Gary Doman/TizWildin

Posted on May 16

CPU-First Hermes: Local GGUF Streaming With llamafile, Token Tracking, and Safe Timeouts

#hermesagentchallenge #devchallenge #agents #tizwildin

Hermes Agent Challenge Submission

This is a submission for the Hermes Agent Challenge

What I Built

I built a CPU-first local Hermes Agent runtime pattern that removes the usual GPU/server assumption from agent execution.

The idea is simple:

Hermes Agent should be able to run local GGUF model generation on CPU-only hardware, stream the output visibly, tokenize or chunk the generation as it arrives, and timeout safely if the model stops producing output.

Most AI agent stacks assume one of two things:

you have access to a cloud API
you have access to a GPU/server inference backend

This project goes in the opposite direction.

It uses llamafile as the local execution layer for compatible GGUF models so the agent can run directly on a normal computer without needing a hosted model server, rented GPU, remote inference API, or always-online backend.

The runtime pattern focuses on:

local llamafile execution
compatible GGUF models
CPU-first inference
no required GPU
no required cloud server
no required remote API
one-word-at-a-time visible streaming
token/chunk output tracking
stall detection
timeout protection
partial output preservation
future ARC-style receipts for replay and debugging

This is grounded in my existing local AI work in LuciferAI_Local, which is focused on local/offline assistant behavior, llamafile / GGUF model use, and privacy-first execution without requiring cloud infrastructure.

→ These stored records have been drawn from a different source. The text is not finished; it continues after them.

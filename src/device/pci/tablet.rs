//! The internally emulated HID tablet.
//!
//! An absolute-pointer device on the USB2 half of the root hub. Pointer
//! events are pushed in through a [`TabletHandle`] (typically from the
//! VMM's input layer) and delivered to the guest over interrupt endpoint
//! 1 as 6-byte HID reports. With no pending event the endpoint NAKs, so
//! the transfer stays queued until the next doorbell or input kick.

use std::collections::VecDeque;
use std::sync::{Arc, Mutex, OnceLock, Weak};

use tracing::{debug, trace, warn};

use crate::device::bus::BusDeviceRef;

use super::backend::{BackendInfo, DeviceKind, Direction, Speed, UsbBackend, UsbError};
use super::xfer::{BlockState, DeviceRequest, XferQueue};
use super::xhci::XhciController;

const VENDOR_ID: u16 = 0x0627;
const PRODUCT_ID: u16 = 0x0001;

/// Endpoint id of the interrupt IN endpoint (EP 1 IN).
pub const TABLET_INTR_EPID: u8 = 3;

const DESC_TYPE_DEVICE: u8 = 1;
const DESC_TYPE_CONFIG: u8 = 2;
const DESC_TYPE_STRING: u8 = 3;
const DESC_TYPE_HID_REPORT: u8 = 0x22;

const REQ_GET_STATUS: u8 = 0;
const REQ_SET_CONFIGURATION: u8 = 9;
const REQ_GET_CONFIGURATION: u8 = 8;
const REQ_GET_DESCRIPTOR: u8 = 6;
const REQ_SET_INTERFACE: u8 = 11;
const REQ_HID_GET_REPORT: u8 = 1;
const REQ_HID_SET_IDLE: u8 = 0x0A;
const REQ_HID_SET_PROTOCOL: u8 = 0x0B;

#[rustfmt::skip]
const DEVICE_DESCRIPTOR: [u8; 18] = [
    18, DESC_TYPE_DEVICE,
    0x00, 0x02,             /* bcdUSB 2.00 */
    0, 0, 0,                /* class/subclass/protocol from interface */
    8,                      /* bMaxPacketSize0 */
    (VENDOR_ID & 0xFF) as u8, (VENDOR_ID >> 8) as u8,
    (PRODUCT_ID & 0xFF) as u8, (PRODUCT_ID >> 8) as u8,
    0x00, 0x01,             /* bcdDevice */
    1, 2, 3,                /* manufacturer/product/serial strings */
    1,                      /* bNumConfigurations */
];

#[rustfmt::skip]
const REPORT_DESCRIPTOR: &[u8] = &[
    0x05, 0x01,             /* Usage Page (Generic Desktop) */
    0x09, 0x02,             /* Usage (Mouse) */
    0xA1, 0x01,             /* Collection (Application) */
    0x09, 0x01,             /*   Usage (Pointer) */
    0xA1, 0x00,             /*   Collection (Physical) */
    0x05, 0x09,             /*     Usage Page (Button) */
    0x19, 0x01,             /*     Usage Minimum (1) */
    0x29, 0x03,             /*     Usage Maximum (3) */
    0x15, 0x00,             /*     Logical Minimum (0) */
    0x25, 0x01,             /*     Logical Maximum (1) */
    0x95, 0x03,             /*     Report Count (3) */
    0x75, 0x01,             /*     Report Size (1) */
    0x81, 0x02,             /*     Input (Data, Var, Abs) */
    0x95, 0x01,             /*     Report Count (1) */
    0x75, 0x05,             /*     Report Size (5) */
    0x81, 0x01,             /*     Input (Const) */
    0x05, 0x01,             /*     Usage Page (Generic Desktop) */
    0x09, 0x30,             /*     Usage (X) */
    0x09, 0x31,             /*     Usage (Y) */
    0x15, 0x00,             /*     Logical Minimum (0) */
    0x26, 0xFF, 0x7F,       /*     Logical Maximum (32767) */
    0x35, 0x00,             /*     Physical Minimum (0) */
    0x46, 0xFF, 0x7F,       /*     Physical Maximum (32767) */
    0x75, 0x10,             /*     Report Size (16) */
    0x95, 0x02,             /*     Report Count (2) */
    0x81, 0x02,             /*     Input (Data, Var, Abs) */
    0x09, 0x38,             /*     Usage (Wheel) */
    0x15, 0x81,             /*     Logical Minimum (-127) */
    0x25, 0x7F,             /*     Logical Maximum (127) */
    0x35, 0x00,             /*     Physical Minimum (0) */
    0x45, 0x00,             /*     Physical Maximum (0) */
    0x75, 0x08,             /*     Report Size (8) */
    0x95, 0x01,             /*     Report Count (1) */
    0x81, 0x06,             /*     Input (Data, Var, Rel) */
    0xC0,                   /*   End Collection */
    0xC0,                   /* End Collection */
];

const STRINGS: [&str; 4] = ["", "vxhcid", "USB Tablet", "1"];

fn config_descriptor() -> Vec<u8> {
    let report_len = REPORT_DESCRIPTOR.len() as u16;
    let mut desc = Vec::with_capacity(34);
    #[rustfmt::skip]
    desc.extend_from_slice(&[
        9, DESC_TYPE_CONFIG,
        34, 0,              /* wTotalLength */
        1,                  /* bNumInterfaces */
        1,                  /* bConfigurationValue */
        0,                  /* iConfiguration */
        0xA0,               /* bus powered, remote wakeup */
        50,                 /* bMaxPower, 100 mA */
        /* interface */
        9, 4, 0, 0, 1, 3, 0, 0, 0,
        /* HID descriptor */
        9, 0x21, 0x11, 0x01, 0, 1, DESC_TYPE_HID_REPORT,
        (report_len & 0xFF) as u8, (report_len >> 8) as u8,
        /* interrupt IN endpoint 1 */
        7, 5, 0x81, 0x03, 8, 0, 10,
    ]);
    desc
}

fn string_descriptor(index: u8) -> Option<Vec<u8>> {
    if index == 0 {
        // language id table: US English
        return Some(vec![4, DESC_TYPE_STRING, 0x09, 0x04]);
    }
    let string = STRINGS.get(index as usize)?;
    let mut desc = vec![(2 + 2 * string.len()) as u8, DESC_TYPE_STRING];
    for unit in string.encode_utf16() {
        desc.extend_from_slice(&unit.to_le_bytes());
    }
    Some(desc)
}

/// One pointer state snapshot, already encoded as the 6-byte HID report.
#[derive(Debug, Clone, Copy, PartialEq, Eq)]
pub struct TabletReport {
    pub buttons: u8,
    pub x: u16,
    pub y: u16,
    pub wheel: i8,
}

impl TabletReport {
    fn encode(self) -> [u8; 6] {
        [
            self.buttons & 0x7,
            (self.x & 0xFF) as u8,
            (self.x >> 8) as u8,
            (self.y & 0xFF) as u8,
            (self.y >> 8) as u8,
            self.wheel as u8,
        ]
    }
}

#[derive(Debug, Default)]
struct SharedState {
    reports: VecDeque<TabletReport>,
}

/// Input side of the tablet, handed to whoever produces pointer events.
#[derive(Debug, Clone)]
pub struct TabletHandle {
    state: Arc<Mutex<SharedState>>,
    controller: Arc<OnceLock<Weak<Mutex<XhciController>>>>,
    /// Virtual port the tablet sits on.
    vport: u8,
}

impl TabletHandle {
    /// Wire the handle to the controller so queued input kicks the
    /// interrupt endpoint.
    pub fn connect_controller(&self, controller: Weak<Mutex<XhciController>>) {
        let _ = self.controller.set(controller);
    }

    /// Queue a pointer event and wake the guest.
    pub fn push_event(&self, report: TabletReport) {
        self.state.lock().unwrap().reports.push_back(report);
        if let Some(controller) = self.controller.get().and_then(Weak::upgrade) {
            controller
                .lock()
                .unwrap()
                .device_interrupt(self.vport, TABLET_INTR_EPID);
        }
    }
}

/// The tablet device backend.
#[derive(Debug)]
pub struct Tablet {
    dma_bus: BusDeviceRef,
    state: Arc<Mutex<SharedState>>,
    configuration: u8,
    idle: u8,
    protocol: u8,
}

impl Tablet {
    /// Create the tablet and its input handle.
    ///
    /// `vport` is the virtual port the controller placed the tablet on.
    pub fn new(dma_bus: BusDeviceRef, vport: u8) -> (Self, TabletHandle) {
        let state = Arc::new(Mutex::new(SharedState::default()));
        let handle = TabletHandle {
            state: state.clone(),
            controller: Arc::new(OnceLock::new()),
            vport,
        };
        (
            Self {
                dma_bus,
                state,
                configuration: 0,
                idle: 0,
                protocol: 1,
            },
            handle,
        )
    }

    fn descriptor(&self, value: u16) -> Option<Vec<u8>> {
        let (desc_type, index) = ((value >> 8) as u8, value as u8);
        match desc_type {
            DESC_TYPE_DEVICE => Some(DEVICE_DESCRIPTOR.to_vec()),
            DESC_TYPE_CONFIG => Some(config_descriptor()),
            DESC_TYPE_STRING => string_descriptor(index),
            DESC_TYPE_HID_REPORT => Some(REPORT_DESCRIPTOR.to_vec()),
            _ => None,
        }
    }

    /// Build the IN response for a control request, or None for no data.
    fn control_in(&mut self, req: &DeviceRequest) -> Result<Option<Vec<u8>>, UsbError> {
        match (req.request_type, req.request) {
            (0x80, REQ_GET_DESCRIPTOR) | (0x81, REQ_GET_DESCRIPTOR) => self
                .descriptor(req.value)
                .map(Some)
                .ok_or(UsbError::Stalled),
            (0x80, REQ_GET_STATUS) => Ok(Some(vec![0, 0])),
            (0x80, REQ_GET_CONFIGURATION) => Ok(Some(vec![self.configuration])),
            (0xA1, REQ_HID_GET_REPORT) => {
                let report = self
                    .state
                    .lock()
                    .unwrap()
                    .reports
                    .front()
                    .copied()
                    .unwrap_or(TabletReport {
                        buttons: 0,
                        x: 0,
                        y: 0,
                        wheel: 0,
                    });
                Ok(Some(report.encode().to_vec()))
            }
            (0x00, REQ_SET_CONFIGURATION) => {
                self.configuration = req.value as u8;
                debug!("tablet configured with configuration {}", self.configuration);
                Ok(None)
            }
            (0x01, REQ_SET_INTERFACE) => Ok(None),
            (0x21, REQ_HID_SET_IDLE) => {
                self.idle = (req.value >> 8) as u8;
                Ok(None)
            }
            (0x21, REQ_HID_SET_PROTOCOL) => {
                self.protocol = req.value as u8;
                Ok(None)
            }
            _ => {
                warn!(
                    "tablet stalls unknown request type {:#x} request {:#x}",
                    req.request_type, req.request
                );
                Err(UsbError::Stalled)
            }
        }
    }
}

impl UsbBackend for Tablet {
    fn kind(&self) -> DeviceKind {
        DeviceKind::Emulated
    }

    fn info(&self) -> BackendInfo {
        BackendInfo {
            usb_version: 0x200,
            speed: Speed::Full,
        }
    }

    fn reset(&mut self) -> Result<(), UsbError> {
        self.configuration = 0;
        self.idle = 0;
        self.protocol = 1;
        self.state.lock().unwrap().reports.clear();
        Ok(())
    }

    fn request(&mut self, xfer: &mut XferQueue) -> Result<(), UsbError> {
        let Some(ureq) = xfer.ureq else {
            return Err(UsbError::IoErrorTrb);
        };

        let response = self.control_in(&ureq);
        let mut short = false;
        let mut result = Ok(());

        match response {
            Ok(data) => {
                let mut payload = data.unwrap_or_default();
                payload.truncate(ureq.length as usize);
                let wanted = payload.len();
                let mut delivered = 0;
                for block in xfer.iter_mut() {
                    if block.processed != BlockState::Free {
                        continue;
                    }
                    if ureq.is_device_to_host() && delivered < wanted {
                        let n = block.write_data(self.dma_bus.as_ref(), &payload[delivered..]);
                        delivered += n;
                        if n < block.requested as usize {
                            short = true;
                        }
                        block.done = n as u32;
                    }
                    block.processed = BlockState::Done;
                }
                if ureq.is_device_to_host() && wanted < ureq.length as usize {
                    short = true;
                }
                trace!(
                    "tablet control request {:#x}/{:#x}: {delivered} of {} bytes",
                    ureq.request_type,
                    ureq.request,
                    ureq.length
                );
                if short {
                    result = Err(UsbError::ShortTransfer);
                }
            }
            Err(error) => {
                for block in xfer.iter_mut() {
                    if block.processed == BlockState::Free {
                        block.processed = BlockState::Done;
                    }
                }
                result = Err(error);
            }
        }
        result
    }

    fn data(&mut self, xfer: &mut XferQueue, dir: Direction, epidx: u8) -> Result<(), UsbError> {
        if dir != Direction::In || epidx != 1 {
            warn!("tablet has no endpoint {epidx} {dir:?}");
            return Err(UsbError::NoPipe);
        }

        let Some(report) = self.state.lock().unwrap().reports.pop_front() else {
            trace!("tablet has no pending report, NAK");
            return Err(UsbError::Nak);
        };

        let encoded = report.encode();
        for block in xfer.iter_mut() {
            if block.processed != BlockState::Free {
                continue;
            }
            block.done = block.write_data(self.dma_bus.as_ref(), &encoded) as u32;
            block.processed = BlockState::Done;
            return Ok(());
        }
        Ok(())
    }
}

The goal is not only to run a model locally.

The goal is to make local model generation observable enough for agent workflows.

A local agent should know whether its model is alive, generating, slow, stalled, timed out, or complete.

Demo

The runtime flow looks like this:

User task
  ↓
Hermes Agent receives the task
  ↓
Runtime sends the prompt to a local llamafile / GGUF backend
  ↓
The model runs locally on CPU
  ↓
Output streams back one word or token chunk at a time
  ↓
Each generated unit is tracked
  ↓
A watchdog monitors the time since the last output
  ↓
If nothing new appears, the run times out safely
  ↓
Partial output and generation metadata are preserved

The important part is that there is no remote inference requirement in this flow.

No GPU server
No cloud API
No hosted model endpoint
No external inference dependency

The local machine runs the compatible GGUF model through llamafile.

The agent runtime watches the stream.

Example stream:

Hermes
is
running
locally
on
CPU
through
llamafile
with
tracked
tokenized
generation
...

Example successful generation record:

{
  "run_id": "cpu-gguf-demo-001",
  "engine": "llamafile",
  "model_format": "GGUF",
  "execution_mode": "cpu_first",
  "gpu_required": false,
  "server_required": false,
  "stream_mode": "one_word_or_token_chunk_at_a_time",
  "generated_units": 11,
  "last_generated": "generation",
  "status": "completed",
  "timeout_triggered": false
}

Example timeout record:

{
  "run_id": "cpu-gguf-demo-002",
  "engine": "llamafile",
  "model_format": "GGUF",
  "execution_mode": "cpu_first",
  "gpu_required": false,
  "server_required": false,
  "stream_mode": "one_word_or_token_chunk_at_a_time",
  "generated_units": 4,
  "last_generated": "locally",
  "status": "timed_out",
  "timeout_triggered": true,
  "reason": "no new generation detected inside timeout window"
}

This makes the model call observable.

Instead of blindly waiting for a local model process to finish, the runtime can see progress as it happens.

Code

Core related repository:

LuciferAI_Local — local/offline AI terminal assistant direction using local model execution, llamafile / GGUF support, and no required cloud API dependency.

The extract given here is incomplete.